Cette œuvre architecturale, attribuée à Jean Nouvel, a été inaugurée le 14 janvier 2015.

Et depuis la 1ère saison 2015/2016, nous avons, avec Florence, souscrit chaque année un abonnement, jusqu’à la période COVID en 2020, pendant laquelle la moitié de nos concerts a été annulée.

Nous n’avons repris notre abonnement que pour 2022/2023 et le concert du jeudi 11 mai était le dernier de la saison.

Je parle de joyau, parce que le geste architectural crée la curiosité et attire le regard.

On a envie de s’en approcher, d’en faire le tour et bien sûr d’y pénétrer.

Cet objet constitue l’antithèse du monde des diamants.

Dans une bijouterie l’écrin accueille le joyau.

Ici, au bord du parc de la Villette, le joyau renferme un écrin qui accueille et magnifie les symphonies de sons que la musique des humains est capable d’ériger.

Cet écrin, cette salle de concert de 2400 places a pour nom : salle Pierre Boulez.

Car c’est le compositeur et chef d’orchestre Pierre Boulez qui voulait et qui plaidait pour que les institutions culturelles créent ce lieu, à Paris.

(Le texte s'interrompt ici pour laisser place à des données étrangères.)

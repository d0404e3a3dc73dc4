//! CLI command definitions using clap

use clap::{Parser, Subcommand, ValueEnum};
use std::path::PathBuf;

/// calc-fem: headless driver for the two-operand calculator page
#[derive(Parser, Debug)]
#[command(name = "calc-fem")]
#[command(author, version, about, long_about = None)]
#[command(propagate_version = true)]
pub struct Cli {
    /// Verbosity level (-v, -vv, -vvv)
    #[arg(short, long, action = clap::ArgAction::Count, global = true)]
    pub verbose: u8,

    /// Quiet mode (suppress non-error output)
    #[arg(short, long, global = true)]
    pub quiet: bool,

    /// Color output (auto, always, never)
    #[arg(long, value_enum, default_value = "auto", global = true)]
    pub color: ColorArg,

    /// Output format
    #[arg(long, value_enum, default_value = "text", global = true)]
    pub format: FormatArg,

    /// Theme storage file
    #[arg(long, env = "CALC_FEM_STORAGE", global = true)]
    pub storage: Option<PathBuf>,

    /// Subcommand to run
    #[command(subcommand)]
    pub command: Commands,
}

/// CLI subcommands
#[derive(Subcommand, Debug)]
pub enum Commands {
    /// Press keypad buttons and print the display
    Press(PressArgs),

    /// Show or change the persisted theme
    Theme(ThemeArgs),
}

/// Arguments for the press command
#[derive(Parser, Debug)]
pub struct PressArgs {
    /// Button ids (btn-5), labels (5 . + - x / DEL RESET =) or toggle ids (toggle-2)
    #[arg(required = true, allow_hyphen_values = true)]
    pub tokens: Vec<String>,
}

/// Arguments for the theme command
#[derive(Parser, Debug)]
pub struct ThemeArgs {
    /// Theme to select (1, 2 or 3); prints the current theme when omitted
    pub theme: Option<String>,
}

/// Color argument for CLI
#[derive(ValueEnum, Clone, Copy, Debug, Default)]
pub enum ColorArg {
    /// Automatic color detection
    #[default]
    Auto,
    /// Always use colors
    Always,
    /// Never use colors
    Never,
}

impl From<ColorArg> for crate::config::ColorChoice {
    fn from(arg: ColorArg) -> Self {
        match arg {
            ColorArg::Auto => Self::Auto,
            ColorArg::Always => Self::Always,
            ColorArg::Never => Self::Never,
        }
    }
}

/// Output format argument
#[derive(ValueEnum, Clone, Copy, Debug, Default)]
pub enum FormatArg {
    /// Human-readable text
    #[default]
    Text,
    /// JSON object
    Json,
}

impl From<FormatArg> for crate::config::OutputFormat {
    fn from(arg: FormatArg) -> Self {
        match arg {
            FormatArg::Text => Self::Text,
            FormatArg::Json => Self::Json,
        }
    }
}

Pierre Boulez a pu visiter le chantier mais n’a jamais vu le résultat final.

Début 2015, malade, quasi aveugle, le musicien qui vivait à Baden-Baden en Allemagne, n’a pas pu venir à Paris.

Il est mort, un an plus tard le 5 janvier 2016. Alors, il a été décidé d’appeler l’écrin du nom de cet homme.

Mais Boulez aurait-il apprécié le concert que nous avons vécu ce jeudi, car le cœur du programme était constitué par la 7ème symphonie de Chostakovitch, celle qui a pour nom « Léningrad » ?

Or Boulez considérait Chostakovitch comme un compositeur de seconde zone : « un succédané de Mahler ». Et il avait précisé sa pensée dans un quotidien britannique :

« C’est comme pour les huiles d’olive : il y a les premières pressions et les autres. Je dirais que Chostakovitch est une deuxième ou troisième pression de Mahler. »

J’ai entendu récemment Daniel Barenboïm qui, dans des termes plus mesurés que son grand ami Boulez,  jugeait Chostakovitch avec la même sévérité.

Christian Merlin a consacré, la semaine du 15 mai 2023, 4 émissions à la musique orchestrale de Chostakovitch. Dans une de ses émissions il a cité Herbert von Karajan qui a dit :

« Si j’étais compositeur, je composerais comme Dimitri Chostakovitch »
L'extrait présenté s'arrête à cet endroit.